Finding Loose Slot Machines

by John Robison


Do the slot machines on the ends of aisles pay better than the machines in the middle?  How about the machines near the table games? They’re tight, right? And are the machines near the coin redemption booths loose?

The loose machine is the slot player’s Holy Grail.  Much as King Arthur’s Knights of the Round Table searched Britain for the Holy Grail of myth, slot players search casinos for loose machines.  Slot players have formulated many theories about where casinos place their loose machines to aid them in their quest.

Before we can figure out where the loose machines are, we have to figure out what they are.  There is no U.S.D.A. system for grading the looseness of machines and no national or international standard that determines whether a machine is tight or loose.

So, what is a loose machine? 

Say we have two 94% payback machines.  Are they loose?  I bet some people say yes and some say no.  Why isn’t there agreement?  Let me add a little more information to the scenario to see if it gives you an idea of why one person calls a 94% payback machine loose and another calls it tight.  What if I told you that one machine was a nickel machine and the other a dollar machine?  For most people who play nickel machines, a 94% machine is among the best-paying machines in their area.  For most people who play dollar machines, on the other hand, a 94% machine is among the worst-paying machines in their area.  The person who called 94% loose probably plays lower-denomination machines, while the person who called 94% tight probably plays higher-denomination machines.

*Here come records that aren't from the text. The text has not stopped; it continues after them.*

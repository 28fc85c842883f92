pub mod accounts;
pub mod extractors;
pub mod middleware;
pub mod password;
pub mod token;

use chrono::{DateTime, Utc};
use lazy_static::lazy_static;
use serde::{Deserialize, Serialize};
use validator::Validate;

use crate::models::Role;

// Re-export necessary items
pub use accounts::{bootstrap_admin, login, register, update_profile};
pub use extractors::AuthenticatedUser;
pub use middleware::AuthMiddleware;
pub use password::{hash_password, verify_password};
pub use token::{generate_token, verify_token, Claims};

lazy_static! {
    // Regex for username validation: alphanumeric, underscores, hyphens
    pub(crate) static ref USERNAME_REGEX: regex::Regex = regex::Regex::new(r"^[a-zA-Z0-9_-]+$").unwrap();
}

/// Token and hashing parameters, read once at startup.
#[derive(Debug, Clone)]
pub struct AuthSettings {
    pub jwt_secret: String,
    pub token_ttl_hours: i64,
    pub bcrypt_cost: u32,
}

impl AuthSettings {
    /// Settings with the default token lifetime (24h) and bcrypt cost.
    pub fn new(jwt_secret: impl Into<String>) -> Self {
        Self {
            jwt_secret: jwt_secret.into(),
            token_ttl_hours: 24,
            bcrypt_cost: bcrypt::DEFAULT_COST,
        }
    }
}

/// Represents the payload for a user login request.
#[derive(Debug, Deserialize, Validate)]
pub struct LoginRequest {
    /// User's email address.
    #[validate(email)]
    pub email: String,
    /// User's password.
    /// Must be at least 6 characters long.
    #[validate(length(min = 6))]
    pub password: String,
}

/// Represents the payload for a new user registration request.
#[derive(Debug, Deserialize, Validate)]
pub struct RegisterRequest {
    /// Desired username for the new account.
    /// Must be between 3 and 32 characters, alphanumeric, and can include underscores or hyphens.
    #[validate(
        length(min = 3, max = 32),
        regex(
            path = "USERNAME_REGEX",
            message = "Username must be alphanumeric, underscores, or hyphens"
        )
    )]
    pub username: String,
    /// Name shown on loan records.
    #[validate(length(min = 1, max = 200))]
    pub full_name: String,
    /// Email address for the new account.
    #[validate(email)]
    pub email: String,
    /// Password for the new account.
    /// Must be at least 6 characters long.
    #[validate(length(min = 6))]
    pub password: String,
}

/// Response structure after successful authentication (login or registration).
#[derive(Debug, Serialize, Deserialize)]
pub struct AuthResponse {
    /// The JWT (JSON Web Token) for session authentication.
    pub token: String,
    /// The unique identifier of the authenticated user.
    pub user_id: i32,
    /// Role baked into the token.
    pub role: Role,
    pub expires_at: DateTime<Utc>,
}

Let me add one more piece of information.  The dollar machine is a video poker machine.  Dollar video poker players would rather have root canals on all their teeth with no anesthesia while their fingernails and toenails are ripped off than play a 94% payback machine.  They have many adjectives for a 94% payback machine, but loose is not one of them.

You see, loose isn’t an absolute.  Looseness depends on your frame of reference.  Looseness is actually a comparison.  We shouldn’t say “loose.”  We should really say “looser”.   We should really be asking where the looser machines are.  But let’s bow to common usage and continue using the term loose machine.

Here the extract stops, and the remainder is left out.